I try to compare funds from a fixed date rather than one year basis as it gives me a better picture. For instance, I create a portfolio on Valueresearchonline, having invested Rs.5000 in all the funds I am monitoring on May 10th 2006 (Peak before the correction) and then check the net returns of the funds from that date. This will give me a better idea of the performance of the funds.
08.24.07 at 11:48 AM
>Raj: Pure returns is just one way of ranking. You can rank by Sharpe ratio, which is a risk adjusted return number that can be compared across funds.
The funda is, imagine you invested Rs. X in the fund on a certain date. Take the value of your investment on all subsequent days till today. each days variation from the mean (here the “mean” can be the “zero return” line, which is X) is then calculated, and statistical formulas applied to see how much better were you than the mean, and how much worse. This ratio is compared against all other funds.
A fund that returns you 50% in a boom but goes down 50% in a downturn has exactly the same sharpe ratio as a fund that does 25% each way.

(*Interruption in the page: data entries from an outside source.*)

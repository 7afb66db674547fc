//! Input actions and the cached state the controller reads each tick.

use rapier3d::prelude::Real;

#[derive(Clone, Copy, Debug, PartialEq, Eq, Hash)]
pub enum Action {
    Move,
    Jump,
    Aim,
    /// Camera orbit delta in radians (yaw, pitch).
    Look,
}

impl Action {
    pub fn as_str(self) -> &'static str {
        match self {
            Action::Move => "move",
            Action::Jump => "jump",
            Action::Aim => "aim",
            Action::Look => "look",
        }
    }

    pub fn parse(value: &str) -> Option<Self> {
        match value.trim().to_ascii_lowercase().as_str() {
            "move" => Some(Action::Move),
            "jump" => Some(Action::Jump),
            "aim" => Some(Action::Aim),
            "look" => Some(Action::Look),
            _ => None,
        }
    }
}

#[derive(Clone, Copy, Debug, PartialEq)]
pub enum InputEvent {
    /// The action fired; buttons carry no meaningful value.
    Performed([Real; 2]),
    Canceled,
}

impl InputEvent {
    pub fn pressed() -> Self {
        InputEvent::Performed([1.0, 0.0])
    }
}

#[derive(Clone, Copy, Debug, Default, PartialEq)]
pub struct ActionState {
    pub move_direction: [Real; 2],
    pub jump_pressed: bool,
    pub aiming: bool,
    pub look_delta: [Real; 2],
}

/// What a handled event changed, so the caller can mirror it elsewhere.
#[derive(Clone, Copy, Debug, PartialEq, Eq)]
pub enum ActionChange {
    None,
    Aiming(bool),
}

impl ActionState {
    /// Applies one event. Jump presses only register while `grounded`.
    pub fn apply(&mut self, action: Action, event: InputEvent, grounded: bool) -> ActionChange {
        match (action, event) {
            (Action::Move, InputEvent::Performed(value)) => {
                self.move_direction = value;
            }
            (Action::Move, InputEvent::Canceled) => {
                self.move_direction = [0.0, 0.0];
            }
            (Action::Jump, InputEvent::Performed(_)) => {
                if grounded {
                    self.jump_pressed = true;
                }
            }
            (Action::Jump, InputEvent::Canceled) => {
                self.jump_pressed = false;
            }
            (Action::Aim, InputEvent::Performed(_)) => {
                self.aiming = true;
                return ActionChange::Aiming(true);
            }
            (Action::Aim, InputEvent::Canceled) => {
                self.aiming = false;
                return ActionChange::Aiming(false);
            }
            (Action::Look, InputEvent::Performed(delta)) => {
                self.look_delta[0] += delta[0];
                self.look_delta[1] += delta[1];
            }
            (Action::Look, InputEvent::Canceled) => {}
        }
        ActionChange::None
    }

    pub fn take_look_delta(&mut self) -> [Real; 2] {
        std::mem::take(&mut self.look_delta)
    }
}

#[cfg(test)]
mod tests {
    use super::*;

    #[test]
    fn move_is_cached_until_canceled() {
        let mut state = ActionState::default();
        state.apply(Action::Move, InputEvent::Performed([0.5, -0.5]), true);
        assert_eq!(state.move_direction, [0.5, -0.5]);
        state.apply(Action::Move, InputEvent::Canceled, true);
        assert_eq!(state.move_direction, [0.0, 0.0]);
    }

    #[test]
    fn jump_press_requires_ground() {
        let mut state = ActionState::default();
        state.apply(Action::Jump, InputEvent::pressed(), false);
        assert!(!state.jump_pressed);
        state.apply(Action::Jump, InputEvent::pressed(), true);
        assert!(state.jump_pressed);
        state.apply(Action::Jump, InputEvent::Canceled, false);
        assert!(!state.jump_pressed);
    }

    #[test]
    fn aim_reports_change() {
        let mut state = ActionState::default();
        assert_eq!(
            state.apply(Action::Aim, InputEvent::pressed(), false),
            ActionChange::Aiming(true)
        );
        assert!(state.aiming);
        assert_eq!(
            state.apply(Action::Aim, InputEvent::Canceled, false),
            ActionChange::Aiming(false)
        );
        assert!(!state.aiming);
    }

    #[test]
    fn look_accumulates_and_drains() {
        let mut state = ActionState::default();
        state.apply(Action::Look, InputEvent::Performed([0.1, 0.2]), true);
        state.apply(Action::Look, InputEvent::Performed([0.1, -0.1]), true);
        let delta = state.take_look_delta();
        assert!((delta[0] - 0.2).abs() < 1.0e-6);
        assert!((delta[1] - 0.1).abs() < 1.0e-6);
        assert_eq!(state.take_look_delta(), [0.0, 0.0]);
    }

    #[test]
    fn action_names_round_trip() {
        for action in [Action::Move, Action::Jump, Action::Aim, Action::Look] {
            assert_eq!(Action::parse(action.as_str()), Some(action));
        }
        assert_eq!(Action::parse(" JUMP "), Some(Action::Jump));
        assert_eq!(Action::parse("fire"), None);
    }
}
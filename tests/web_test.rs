#[cfg(test)]
mod error_status_mapping {
    use axum::http::StatusCode;
    use rental_manager::error::Error;
    use rental_manager::web::status_for;

    #[test]
    fn absent_records_read_as_not_found() {
        assert_eq!(status_for(&Error::NotFound), StatusCode::NOT_FOUND);
        assert_eq!(status_for(&Error::InvalidIdentifier), StatusCode::NOT_FOUND);
    }

    #[test]
    fn recoverable_validation_failures_carry_a_message_at_422() {
        for err in [
            Error::InvalidLength,
            Error::NotAWholeNumber,
            Error::DuplicateName,
            Error::InvalidPage,
        ] {
            assert_eq!(status_for(&err), StatusCode::UNPROCESSABLE_ENTITY);
        }
    }

    #[test]
    fn store_failures_stay_opaque_server_errors() {
        let err = Error::StorageFailure(diesel::result::Error::NotFound);
        assert_eq!(status_for(&err), StatusCode::INTERNAL_SERVER_ERROR);
    }
}
extern crate diesel;

pub mod config;
pub mod db;
pub mod error;
pub mod logger;
pub mod models;
pub mod pagination;
pub mod services;
pub mod validation;
pub mod web;
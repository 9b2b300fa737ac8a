pub mod apartments;
pub mod buildings;
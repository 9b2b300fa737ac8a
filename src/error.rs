use thiserror::Error;

/// Everything the storage, validation and pagination layers can hand back to
/// a caller. Store errors convert via `From` so no raw diesel error crosses
/// the service boundary.
#[derive(Debug, Error)]
pub enum Error {
    #[error("that record does not exist")]
    NotFound,
    #[error("identifier must be a whole number")]
    InvalidIdentifier,
    #[error("must be between 1 and 100 characters")]
    InvalidLength,
    #[error("must be a whole number")]
    NotAWholeNumber,
    #[error("that name is already taken")]
    DuplicateName,
    #[error("page must be a non-negative whole number")]
    InvalidPage,
    #[error("storage failure: {0}")]
    StorageFailure(#[from] diesel::result::Error),
    #[error("could not connect to the database: {0}")]
    ConnectionFailure(#[from] diesel::ConnectionError),
}

impl Error {
    /// Recoverable at the request boundary: the caller re-prompts or serves
    /// a not-found page instead of failing the request outright.
    pub fn is_recoverable(&self) -> bool {
        !matches!(
            self,
            Error::StorageFailure(_) | Error::ConnectionFailure(_)
        )
    }
}
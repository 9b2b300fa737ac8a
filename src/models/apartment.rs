use diesel::prelude::*;
use serde::{Deserialize, Serialize};

/// One apartment row. The bed/bath/sq_ft/price columns are stored as the
/// text the user typed; validation guarantees they read as whole numbers but
/// the stored value is not normalized.
#[derive(Debug, Queryable, Selectable, Clone, PartialEq, Eq, Serialize)]
#[diesel(table_name = crate::db::schema::apartments)]
#[diesel(check_for_backend(diesel::pg::Pg))]
pub struct Apartment {
    pub id: i32,
    pub name: String,
    pub bed: String,
    pub bath: String,
    pub sq_ft: String,
    pub price: String,
    pub building_id: i32,
}

/// The five describing fields of an apartment, in the order they are
/// validated: name first, then the four numeric-text fields.
#[derive(Debug, Clone, PartialEq, Eq, Deserialize)]
pub struct ApartmentFeatures {
    pub name: String,
    pub bed: String,
    pub bath: String,
    pub sq_ft: String,
    pub price: String,
}

impl ApartmentFeatures {
    pub fn fields(&self) -> [&str; 5] {
        [&self.name, &self.bed, &self.bath, &self.sq_ft, &self.price]
    }

    /// Request fields arrive untrimmed; the boundary trims once, before
    /// validation ever sees them.
    pub fn trimmed(self) -> Self {
        ApartmentFeatures {
            name: self.name.trim().to_string(),
            bed: self.bed.trim().to_string(),
            bath: self.bath.trim().to_string(),
            sq_ft: self.sq_ft.trim().to_string(),
            price: self.price.trim().to_string(),
        }
    }
}

#[derive(Debug, Insertable)]
#[diesel(table_name = crate::db::schema::apartments)]
pub struct NewApartment<'a> {
    pub name: &'a str,
    pub bed: &'a str,
    pub bath: &'a str,
    pub sq_ft: &'a str,
    pub price: &'a str,
    pub building_id: i32,
}

impl<'a> NewApartment<'a> {
    pub fn from_features(building_id: i32, features: &'a ApartmentFeatures) -> Self {
        NewApartment {
            name: &features.name,
            bed: &features.bed,
            bath: &features.bath,
            sq_ft: &features.sq_ft,
            price: &features.price,
            building_id,
        }
    }
}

You can use the sharpe ratio to compare, but Value research doesn’t compare unless teh fund has finished three years of operation.
08.24.07 at 11:56 AM
>yHi Deepak,
These days I have the instinctive urge to invest through SIP in high beta funds. Though they are more volatile,I think they can also offer better returns if invested systematicly. I am pondering investing in Taurus Starshare which is extremely volatile. What is your take on this.
08.29.07 at 6:48 AM
>Raj: of course, that’s a good prop if you can time it right. THere used to be a fund manager named Gil Blake in the 80s who would do exactly that – time entry and exit into equity funds.